Seventy six consecutive patients with T2-4, N0-1, M0 primary breast cancer (BC) received a median of 3 cycles of CMF (cyclophosphamide, methotrexate, 5-fluorouracil) regimen. Tamoxifen was concomitantly administered in patients with estrogen receptor positive (ER+) BC. Ki67 antigen was evaluated immunohistochemically in tumor specimens obtained before chemotherapy and at mastectomy. At post chemotherapy evaluation, tumor shrinkage greater than 50% was obtained in 60 patients (78.9%), 21 of them being complete responders (27.6%). As a whole, primary chemotherapy significantly decreased the number of Ki67 positive cells. More than 50% decrease in Ki67 expression was observed in 78.9% of patients attaining a clinical complete response (CR), in 44.7% of patients with partial remission (PR) and in 50.0% of non-responders, while an increase (>25%) in Ki67 expression was found in 5.3%, 18.4% and 18.7% of patients with CR, PR and non-response, respectively. Both CR and PR rates were superimposable in patients with ER+ and ER- primary BC, while the reduction in Ki67 expression was mainly found in ER+ cases. Patients with increased Ki67 expression from baseline, at the end of primary chemotherapy, had a shorter disease-free interval (70 months) with respect to patients with no change (88+ months) or decrease (87+ months), p<0. 05. To conclude, the activity of CMF + tamoxifen in primary BC does not seem superior to that expected administering CMF alone. The reduction in Ki67 expression, as a whole, correlated with clinical CR, but some individual discrepancies between tumor shrinkage and Ki67 pattern have been observed. The Ki67 reduction mainly confined to the ER+ primary BC suggests that tumor response in this subset may be linked to the reduction in proliferation activity, whereas other mechanisms such as apoptosis might be responsible for the tumor shrinkage in ER- tumors.

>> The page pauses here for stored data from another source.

use axum::{Router, http::Method, routing::get};
use std::sync::Arc;
use tower_http::cors::{Any, CorsLayer};

use crate::db::services::MonitorStore;
use crate::services::monitor_deletion::MonitorDeletionCoordinator;
use crate::web::routes::monitor_routes;

pub mod error;
pub mod models;
pub mod routes;

pub use error::AppError;

pub const MONITORS_API_PATH: &str = "/internal/synthetics/monitors";

#[derive(Clone)]
pub struct AppState {
    pub monitor_store: Arc<dyn MonitorStore>,
    pub deletion_coordinator: Arc<MonitorDeletionCoordinator>,
}

async fn health_check_handler() -> &'static str {
    "OK"
}

pub fn create_axum_router(app_state: Arc<AppState>) -> Router {
    let cors = CorsLayer::new()
        .allow_origin(Any)
        .allow_methods(vec![Method::GET, Method::DELETE, Method::OPTIONS])
        .allow_headers(Any);

    Router::new()
        .route("/api/health", get(health_check_handler))
        .nest(MONITORS_API_PATH, monitor_routes::create_monitor_router())
        .nest(
            &format!("/s/{{space_id}}{MONITORS_API_PATH}"),
            monitor_routes::create_monitor_router(),
        )
        .with_state(app_state)
        .layer(cors)
}
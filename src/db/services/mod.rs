//! Data access for synthetics monitors.
//!
//! `monitor_store` defines the store contract the rest of the server programs against;
//! `monitor_service` is the PostgreSQL implementation built on sea-orm.

pub mod monitor_service;
pub mod monitor_store;

pub use monitor_service::*;
pub use monitor_store::*;
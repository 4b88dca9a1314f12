const fn unwrap_or_cargo_version(opt: Option<&'static str>) -> &'static str {
    match opt {
        Some(val) => val,
        None => env!("CARGO_PKG_VERSION"),
    }
}

/// Version reported by the binary and used as the default stack version in telemetry.
pub const VERSION: &str = unwrap_or_cargo_version(option_env!("STACK_VERSION"));
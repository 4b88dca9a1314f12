use serde::{Deserialize, Serialize};

use crate::db::models::DEFAULT_SPACE_ID;
use crate::services::sync_service::SyncError;

pub const MONITOR_ID_MAX_LENGTH: usize = 1024;

// Path parameters shared by the default and the space scoped monitor routes
#[derive(Deserialize, Debug, Clone)]
pub struct MonitorPathParams {
    #[serde(default)]
    pub space_id: Option<String>,
    pub monitor_id: String,
}

impl MonitorPathParams {
    pub fn space_id(&self) -> &str {
        self.space_id.as_deref().unwrap_or(DEFAULT_SPACE_ID)
    }

    pub fn validate(&self) -> Result<(), String> {
        let length = self.monitor_id.chars().count();
        if length == 0 || length > MONITOR_ID_MAX_LENGTH {
            return Err(format!(
                "monitorId must be between 1 and {MONITOR_ID_MAX_LENGTH} characters, got {length}"
            ));
        }
        Ok(())
    }
}

#[derive(Serialize, Debug, Clone)]
pub struct SyncErrorAttributes {
    pub errors: Vec<SyncError>,
}

// Body returned when the store deletion succeeded but the sync service reported errors
#[derive(Serialize, Debug, Clone)]
pub struct PartialSyncFailureResponse {
    pub message: String,
    pub attributes: SyncErrorAttributes,
}

impl PartialSyncFailureResponse {
    pub fn new(errors: Vec<SyncError>) -> Self {
        Self {
            message: "error pushing monitor to the service".to_string(),
            attributes: SyncErrorAttributes { errors },
        }
    }
}
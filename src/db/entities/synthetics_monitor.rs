use sea_orm::entity::prelude::*;
use serde::{Deserialize, Serialize};

#[derive(Clone, Debug, PartialEq, Eq, DeriveEntityModel, Serialize, Deserialize)]
#[sea_orm(table_name = "synthetics_monitors")]
pub struct Model {
    #[sea_orm(primary_key, auto_increment = false)]
    pub id: String,
    pub space_id: String,
    pub name: String,
    pub monitor_type: String,
    pub query_id: String,
    #[sea_orm(column_type = "JsonBinary")]
    pub attributes: Json,
    // Hex encoded AES-256-GCM blob of the serialized secrets map.
    #[sea_orm(column_type = "Text", nullable)]
    pub secrets: Option<String>,
    pub revision: i32,
    pub created_at: ChronoDateTimeUtc,
    pub updated_at: ChronoDateTimeUtc,
}

#[derive(Copy, Clone, Debug, EnumIter, DeriveRelation)]
pub enum Relation {}

impl ActiveModelBehavior for ActiveModel {}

Since the increase in proliferation activity after primary chemotherapy was associated with a greater recurrence rate and lower disease free interval, irrespective of tumor response, changes in proliferation activity after primary chemotherapy may represent a potentially available parameter that, in addition to the tumor response, can discriminate patients who would benefit from the cytotoxic treatment from patients who would not.